On 28 January 2010, an International Conference on Afghanistan was held at Lancaster House in London, where members of the international community discussed the further progress on the Petersberg agreement from 2001 on the democratization of Afghanistan after the ousting of the Taliban regime. The one-day conference, hosted by the United Kingdom, the United Nations, and the Afghan government, meant to chart a new course for the future of Afghanistan and brought together foreign ministers and senior representatives from more than 70 countries and international organizations. The conference was attended by the Afghan president Hamid Karzai, US Secretary of State Hillary Clinton, EU High Representative Catherine Ashton, President of the European Council Herman Van Rompuy, British prime minister Gordon Brown, UN Secretary-General Ban Ki-moon and NATO Secretary-General Anders Fogh Rasmussen, as seen at right. Participants also included the Afghan Minister of Foreign Affairs Rangin Dadfar Spanta, UN envoy Kai Eide and the British Foreign Secretary David Miliband, as well former Afghan minister of finance Ashraf Ghani. Afghanistan agreed to timetables to take control of certain military and police functions, and launched a program to lure Taliban insurgents back to mainstream life with financial incentives.

== Preparation ==
In early September 2009, even before the publication of the results of the 2009 Afghan presidential election, the UN Peacekeeping Department announced that it would organize an international summit in Kabul in the spring of 2010, aiming to bring the new government of Afghanistan and leaders of the international community together to discuss the further strategy for development and democracy in the near future. This announced summit would then be the first international Afghanistan conference to be held in the country itself.

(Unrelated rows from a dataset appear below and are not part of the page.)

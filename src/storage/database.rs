// SPDX-License-Identifier: AGPL-3.0-or-later
//
// Copyright (C) 2026 Relational Network

//! Embedded user and session database backed by redb (pure Rust, ACID).
//!
//! ## Table Layout
//!
//! - `users`: username → serialized [`User`]
//! - `sessions`: session id (hyphenated UUID) → serialized [`Session`]

use std::path::Path;

use redb::{Database, ReadableDatabase, ReadableTable, TableDefinition};
use uuid::Uuid;

use super::{Session, Store, StoreError, StoreResult, User};

// =============================================================================
// Table Definitions
// =============================================================================

/// Every table maps a string key to a JSON document.
type JsonTable = TableDefinition<'static, &'static str, &'static [u8]>;

const USERS: JsonTable = TableDefinition::new("users");

const SESSIONS: JsonTable = TableDefinition::new("sessions");

// =============================================================================
// Error Conversions
// =============================================================================

macro_rules! backend_error {
    ($($source:ty),* $(,)?) => {
        $(
            impl From<$source> for StoreError {
                fn from(e: $source) -> Self {
                    StoreError::Backend(e.to_string())
                }
            }
        )*
    };
}

backend_error!(
    redb::Error,
    redb::DatabaseError,
    redb::TransactionError,
    redb::TableError,
    redb::StorageError,
    redb::CommitError,
);

// =============================================================================
// RedbStore
// =============================================================================

/// Embedded ACID store for users and sessions.
///
/// Every mutation runs in its own write transaction; redb serialises writers,
/// which gives the per-row atomicity the session ledger relies on.
pub struct RedbStore {
    db: Database,
}

impl RedbStore {
    /// Open (or create) the database at the given path.
    pub fn open(path: &Path) -> StoreResult<Self> {
        if let Some(parent) = path.parent() {
            std::fs::create_dir_all(parent)
                .map_err(|e| StoreError::Backend(format!("create {}: {e}", parent.display())))?;
        }
        let db = Database::create(path)?;

        // Pre-create all tables so later read transactions don't fail
        let write_txn = db.begin_write()?;
        {
            let _ = write_txn.open_table(USERS)?;
            let _ = write_txn.open_table(SESSIONS)?;
        }
        write_txn.commit()?;

        Ok(Self { db })
    }

    fn insert_new(
        &self,
        table: JsonTable,
        entity: &'static str,
        key: &str,
        json: &[u8],
    ) -> StoreResult<()> {
        let write_txn = self.db.begin_write()?;
        {
            let mut t = write_txn.open_table(table)?;
            if t.get(key)?.is_some() {
                return Err(StoreError::Duplicate {
                    entity,
                    id: key.to_string(),
                });
            }
            t.insert(key, json)?;
        }
        write_txn.commit()?;
        Ok(())
    }

    fn read(
        &self,
        table: JsonTable,
        entity: &'static str,
        key: &str,
    ) -> StoreResult<Vec<u8>> {
        let read_txn = self.db.begin_read()?;
        let t = read_txn.open_table(table)?;
        match t.get(key)? {
            Some(value) => Ok(value.value().to_vec()),
            None => Err(StoreError::NotFound {
                entity,
                id: key.to_string(),
            }),
        }
    }
}

impl Store for RedbStore {
    fn create_user(&self, user: User) -> StoreResult<User> {
        let json = serde_json::to_vec(&user)?;
        self.insert_new(USERS, "user", &user.username, &json)?;
        Ok(user)
    }

    fn get_user(&self, username: &str) -> StoreResult<User> {
        let bytes = self.read(USERS, "user", username)?;
        Ok(serde_json::from_slice(&bytes)?)
    }

    fn create_session(&self, session: Session) -> StoreResult<Session> {
        let json = serde_json::to_vec(&session)?;
        self.insert_new(SESSIONS, "session", &session.id.to_string(), &json)?;
        Ok(session)
    }

    fn get_session(&self, id: Uuid) -> StoreResult<Session> {
        let bytes = self.read(SESSIONS, "session", &id.to_string())?;
        Ok(serde_json::from_slice(&bytes)?)
    }

    fn revoke_session(&self, id: Uuid) -> StoreResult<Session> {
        let key = id.to_string();
        let write_txn = self.db.begin_write()?;
        let session = {
            let mut table = write_txn.open_table(SESSIONS)?;

            // Read existing value and deserialize before mutating
            let existing_bytes = {
                let existing = table.get(key.as_str())?.ok_or_else(|| StoreError::NotFound {
                    entity: "session",
                    id: key.clone(),
                })?;
                existing.value().to_vec()
            };

            let mut session: Session = serde_json::from_slice(&existing_bytes)?;
            session.revoked = true;

            let json = serde_json::to_vec(&session)?;
            table.insert(key.as_str(), json.as_slice())?;
            session
        };
        write_txn.commit()?;
        Ok(session)
    }
}

// =============================================================================
// Tests
// =============================================================================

Near the end of November 2009, it was decided that the conference would take place in London and not in Kabul. Additionally, a firm date for the conference was announced: 28 January 2010. The date of the conference in London was announced by the British Prime Minister together with UN Secretary-General Ban Ki-moon during a press conference at the bi-annual meeting of government leaders of the British Commonwealth in Trinidad and Tobago. The conference would be presided by the British Foreign Secretary David Miliband and supported by the UN. Ban Ki-moon would also attend the conference, as well as Afghan president Hamid Karzai and representatives of many of the 43 countries involved in the International Security Assistance Force (ISAF) in Afghanistan.

Before the conference took place, UN Secretary-General Ban Ki-moon and also the UN Security Council expressed concerns about the security threat in Afghanistan.

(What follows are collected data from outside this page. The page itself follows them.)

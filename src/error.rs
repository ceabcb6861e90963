// SPDX-License-Identifier: AGPL-3.0-or-later
//
// Copyright (C) 2026 Relational Network

use axum::{
    http::StatusCode,
    response::{IntoResponse, Response},
    Json,
};
use serde::Serialize;
use utoipa::ToSchema;

use crate::session::SessionError;
use crate::storage::StoreError;

#[derive(Debug)]
pub struct ApiError {
    pub status: StatusCode,
    pub message: String,
}

/// Error body returned by every auth service endpoint.
#[derive(Serialize, ToSchema)]
pub struct ErrorBody {
    pub error: String,
}

impl ApiError {
    pub fn new(status: StatusCode, message: impl Into<String>) -> Self {
        Self {
            status,
            message: message.into(),
        }
    }

    pub fn not_found(message: impl Into<String>) -> Self {
        Self::new(StatusCode::NOT_FOUND, message)
    }

    pub fn bad_request(message: impl Into<String>) -> Self {
        Self::new(StatusCode::BAD_REQUEST, message)
    }

    pub fn unauthorized(message: impl Into<String>) -> Self {
        Self::new(StatusCode::UNAUTHORIZED, message)
    }

    pub fn forbidden(message: impl Into<String>) -> Self {
        Self::new(StatusCode::FORBIDDEN, message)
    }

    pub fn conflict(message: impl Into<String>) -> Self {
        Self::new(StatusCode::CONFLICT, message)
    }

    /// Generic 500. The cause belongs in the logs, not the body.
    pub fn internal() -> Self {
        Self::new(StatusCode::INTERNAL_SERVER_ERROR, "internal server error")
    }
}

impl From<StoreError> for ApiError {
    fn from(e: StoreError) -> Self {
        match e {
            StoreError::NotFound { entity, .. } => Self::not_found(format!("{entity} not found")),
            StoreError::Duplicate { entity, .. } => Self::conflict(format!("{entity} already exists")),
            StoreError::PermissionDenied { .. } => {
                Self::unauthorized("account doesn't belong to the authenticated user")
            }
            other => {
                tracing::error!(error = %other, "Storage failure");
                Self::internal()
            }
        }
    }
}

impl From<SessionError> for ApiError {
    fn from(e: SessionError) -> Self {
        match e {
            SessionError::NotFound => Self::not_found("session not found"),
            SessionError::Revoked => Self::unauthorized("session blocked"),
            SessionError::Mismatch => Self::unauthorized("incorrect session"),
            SessionError::Expired => Self::unauthorized("session expired"),
            SessionError::Storage(e) => {
                tracing::error!(error = %e, "Session storage failure");
                Self::internal()
            }
            SessionError::Token(e) => {
                tracing::error!(error = %e, "Credential issuance failed");
                Self::internal()
            }
        }
    }
}

impl IntoResponse for ApiError {
    fn into_response(self) -> Response {
        let body = Json(ErrorBody {
            error: self.message,
        });
        (self.status, body).into_response()
    }
}

#[cfg(test)]
mod tests {
    use super::*;
    use axum::body::to_bytes;
    use std::time::Duration;

    #[test]
    fn constructors_set_status_and_message() {
        let nf = ApiError::not_found("missing");
        assert_eq!(nf.status, StatusCode::NOT_FOUND);
        assert_eq!(nf.message, "missing");

        let bad = ApiError::bad_request("bad");
        assert_eq!(bad.status, StatusCode::BAD_REQUEST);

        assert_eq!(ApiError::unauthorized("x").status, StatusCode::UNAUTHORIZED);
        assert_eq!(ApiError::forbidden("x").status, StatusCode::FORBIDDEN);
        assert_eq!(ApiError::conflict("x").status, StatusCode::CONFLICT);
        assert_eq!(ApiError::internal().status, StatusCode::INTERNAL_SERVER_ERROR);
    }

    #[test]
    fn session_errors_map_to_statuses() {
        assert_eq!(ApiError::from(SessionError::NotFound).status, StatusCode::NOT_FOUND);
        assert_eq!(ApiError::from(SessionError::Revoked).status, StatusCode::UNAUTHORIZED);
        assert_eq!(ApiError::from(SessionError::Mismatch).status, StatusCode::UNAUTHORIZED);
        assert_eq!(ApiError::from(SessionError::Expired).status, StatusCode::UNAUTHORIZED);

        let storage = ApiError::from(SessionError::Storage(StoreError::Timeout(Duration::from_secs(5))));
        assert_eq!(storage.status, StatusCode::INTERNAL_SERVER_ERROR);
        assert!(!storage.message.contains("timed out"));
    }

    #[test]
    fn store_errors_map_to_statuses() {
        let dup = ApiError::from(StoreError::Duplicate {
            entity: "user",
            id: "alice".to_string(),
        });
        assert_eq!(dup.status, StatusCode::CONFLICT);
        assert_eq!(dup.message, "user already exists");

        let backend = ApiError::from(StoreError::Backend("disk on fire".to_string()));
        assert_eq!(backend.status, StatusCode::INTERNAL_SERVER_ERROR);
        assert!(!backend.message.contains("disk"));
    }

    #[tokio::test]
    async fn into_response_returns_json_body() {
        let response = ApiError::bad_request("bad data").into_response();
        assert_eq!(response.status(), StatusCode::BAD_REQUEST);

        let body_bytes = to_bytes(response.into_body(), usize::MAX).await.unwrap();
        let body = String::from_utf8(body_bytes.to_vec()).unwrap();
        assert_eq!(body, r#"{"error":"bad data"}"#);
    }
}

On 4 January 2010, Ban Ki-moon pointed to the Security Council "We are now at a critical juncture" in his report after the flawed presidential election in 2009 and the adverse effects of the increased Taliban suicide and other attacks for the Afghan government's ability to deliver basic services, as well as that of the international community to provide aid. The report cited an average of 1,244 incidents per month in the third quarter of 2009, a 65 per cent increase over 2008, with armed clashes, improvised explosive devices and stand-off attacks constituting the majority. The UN Assistance Mission in Afghanistan (UNAMA) recorded 784 conflict-related civilian casualties between August and October, up 12 per cent from the same period in 2008, with anti-government elements responsible for 78 per cent of the total, of whom 54 per cent were victims of suicide and improvised explosive device attacks. Ban noted the insurgents' intimidation of civilians in the elections, targeting community leaders and clerics in particular, as well as increased attacks against the aid community. On average nine people were assassinated per week in the third quarter, one of whom on average was a community leader.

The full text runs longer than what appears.